WHAT TO DO. Starting at the line that contains "bytes: a 7-bit register" in the listing below, write out every line word for word until you have written the line that contains "CS tied low.".

:: DATASET EXTRACT ::

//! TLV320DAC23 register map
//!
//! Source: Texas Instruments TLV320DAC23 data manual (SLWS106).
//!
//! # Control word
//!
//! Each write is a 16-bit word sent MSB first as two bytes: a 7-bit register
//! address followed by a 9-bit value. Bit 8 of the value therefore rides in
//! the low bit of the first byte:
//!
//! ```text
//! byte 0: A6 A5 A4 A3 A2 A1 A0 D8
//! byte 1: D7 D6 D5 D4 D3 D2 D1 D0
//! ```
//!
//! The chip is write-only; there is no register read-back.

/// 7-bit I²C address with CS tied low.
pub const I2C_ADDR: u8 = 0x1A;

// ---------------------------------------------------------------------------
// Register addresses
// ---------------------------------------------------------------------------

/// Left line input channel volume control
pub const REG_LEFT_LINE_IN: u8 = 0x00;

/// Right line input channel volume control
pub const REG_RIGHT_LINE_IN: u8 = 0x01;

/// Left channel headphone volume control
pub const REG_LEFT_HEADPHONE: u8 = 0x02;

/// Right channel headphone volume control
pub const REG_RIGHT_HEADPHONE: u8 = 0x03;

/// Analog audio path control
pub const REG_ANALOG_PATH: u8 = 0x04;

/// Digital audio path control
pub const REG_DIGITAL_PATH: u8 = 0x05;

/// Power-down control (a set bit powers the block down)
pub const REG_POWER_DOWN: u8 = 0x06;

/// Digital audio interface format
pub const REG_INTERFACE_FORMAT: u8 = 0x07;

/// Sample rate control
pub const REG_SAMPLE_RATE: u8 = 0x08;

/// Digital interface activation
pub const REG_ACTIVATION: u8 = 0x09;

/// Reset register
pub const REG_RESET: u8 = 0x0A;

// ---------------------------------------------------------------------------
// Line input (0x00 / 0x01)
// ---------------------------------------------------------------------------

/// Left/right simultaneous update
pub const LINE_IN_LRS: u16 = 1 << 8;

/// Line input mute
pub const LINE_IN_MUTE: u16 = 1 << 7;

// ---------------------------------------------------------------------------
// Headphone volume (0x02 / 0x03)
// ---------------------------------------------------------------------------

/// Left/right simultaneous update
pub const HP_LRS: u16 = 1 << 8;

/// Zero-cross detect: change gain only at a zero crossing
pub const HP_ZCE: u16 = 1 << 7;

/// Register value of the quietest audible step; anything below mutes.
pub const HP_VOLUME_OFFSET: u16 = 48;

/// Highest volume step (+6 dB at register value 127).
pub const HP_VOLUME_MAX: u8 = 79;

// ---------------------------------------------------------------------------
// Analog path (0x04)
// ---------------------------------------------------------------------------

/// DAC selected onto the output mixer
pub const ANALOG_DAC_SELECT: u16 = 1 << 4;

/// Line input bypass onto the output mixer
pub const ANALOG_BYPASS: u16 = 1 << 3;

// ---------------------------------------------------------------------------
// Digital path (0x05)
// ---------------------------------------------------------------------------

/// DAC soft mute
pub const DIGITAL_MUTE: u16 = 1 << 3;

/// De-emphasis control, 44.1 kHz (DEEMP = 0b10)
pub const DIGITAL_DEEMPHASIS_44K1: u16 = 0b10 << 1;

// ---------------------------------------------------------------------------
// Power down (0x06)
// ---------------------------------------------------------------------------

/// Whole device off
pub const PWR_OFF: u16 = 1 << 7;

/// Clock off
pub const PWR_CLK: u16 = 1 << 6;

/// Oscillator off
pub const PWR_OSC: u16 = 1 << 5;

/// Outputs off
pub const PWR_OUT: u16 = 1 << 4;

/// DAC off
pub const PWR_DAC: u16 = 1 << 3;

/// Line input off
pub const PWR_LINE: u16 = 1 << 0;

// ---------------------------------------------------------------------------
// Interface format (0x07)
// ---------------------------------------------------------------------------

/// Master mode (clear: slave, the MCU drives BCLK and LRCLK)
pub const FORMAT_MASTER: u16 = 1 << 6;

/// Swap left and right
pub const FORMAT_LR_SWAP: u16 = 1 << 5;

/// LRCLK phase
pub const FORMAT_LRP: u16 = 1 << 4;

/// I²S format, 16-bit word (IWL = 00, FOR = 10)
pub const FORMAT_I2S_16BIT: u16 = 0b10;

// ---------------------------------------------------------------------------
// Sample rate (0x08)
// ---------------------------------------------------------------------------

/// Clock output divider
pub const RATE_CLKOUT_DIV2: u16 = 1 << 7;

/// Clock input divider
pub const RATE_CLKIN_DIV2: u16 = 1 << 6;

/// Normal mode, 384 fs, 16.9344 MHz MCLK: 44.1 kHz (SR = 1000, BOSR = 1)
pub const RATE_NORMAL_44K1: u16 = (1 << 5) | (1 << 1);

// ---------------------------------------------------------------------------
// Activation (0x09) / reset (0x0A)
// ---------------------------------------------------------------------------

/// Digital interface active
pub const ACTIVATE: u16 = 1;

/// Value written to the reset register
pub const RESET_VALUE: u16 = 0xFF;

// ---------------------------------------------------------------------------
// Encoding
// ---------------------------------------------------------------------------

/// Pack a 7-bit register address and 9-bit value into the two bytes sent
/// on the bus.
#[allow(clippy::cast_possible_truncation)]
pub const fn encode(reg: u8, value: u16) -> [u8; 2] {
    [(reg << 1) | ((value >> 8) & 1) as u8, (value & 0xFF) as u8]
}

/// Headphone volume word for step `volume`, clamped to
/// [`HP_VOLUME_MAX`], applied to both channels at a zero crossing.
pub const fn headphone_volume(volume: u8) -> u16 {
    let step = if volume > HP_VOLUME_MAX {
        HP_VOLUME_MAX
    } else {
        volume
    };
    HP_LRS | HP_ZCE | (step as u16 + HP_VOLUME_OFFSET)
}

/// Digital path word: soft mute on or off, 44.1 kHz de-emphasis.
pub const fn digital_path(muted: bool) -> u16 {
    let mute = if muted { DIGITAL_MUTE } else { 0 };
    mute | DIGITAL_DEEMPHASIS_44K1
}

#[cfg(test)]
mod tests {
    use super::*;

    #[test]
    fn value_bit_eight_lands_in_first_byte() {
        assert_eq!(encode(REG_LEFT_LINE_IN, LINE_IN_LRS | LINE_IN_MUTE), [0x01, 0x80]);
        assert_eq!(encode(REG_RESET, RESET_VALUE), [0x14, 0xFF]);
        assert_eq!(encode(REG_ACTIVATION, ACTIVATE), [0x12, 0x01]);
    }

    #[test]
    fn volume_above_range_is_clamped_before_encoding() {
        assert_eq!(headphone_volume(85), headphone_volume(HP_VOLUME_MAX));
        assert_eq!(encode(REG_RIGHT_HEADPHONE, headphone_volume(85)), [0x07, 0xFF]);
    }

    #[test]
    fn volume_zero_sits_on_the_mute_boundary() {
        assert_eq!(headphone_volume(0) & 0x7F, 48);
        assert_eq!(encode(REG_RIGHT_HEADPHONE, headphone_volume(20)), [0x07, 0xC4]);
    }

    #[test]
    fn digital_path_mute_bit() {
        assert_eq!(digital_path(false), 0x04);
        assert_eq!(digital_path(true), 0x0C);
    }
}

:::

ANSWER TO THIS PROBLEM.
//! Each write is a 16-bit word sent MSB first as two bytes: a 7-bit register
//! address followed by a 9-bit value. Bit 8 of the value therefore rides in
//! the low bit of the first byte:
//!
//! ```text
//! byte 0: A6 A5 A4 A3 A2 A1 A0 D8
//! byte 1: D7 D6 D5 D4 D3 D2 D1 D0
//! ```
//!
//! The chip is write-only; there is no register read-back.

/// 7-bit I²C address with CS tied low.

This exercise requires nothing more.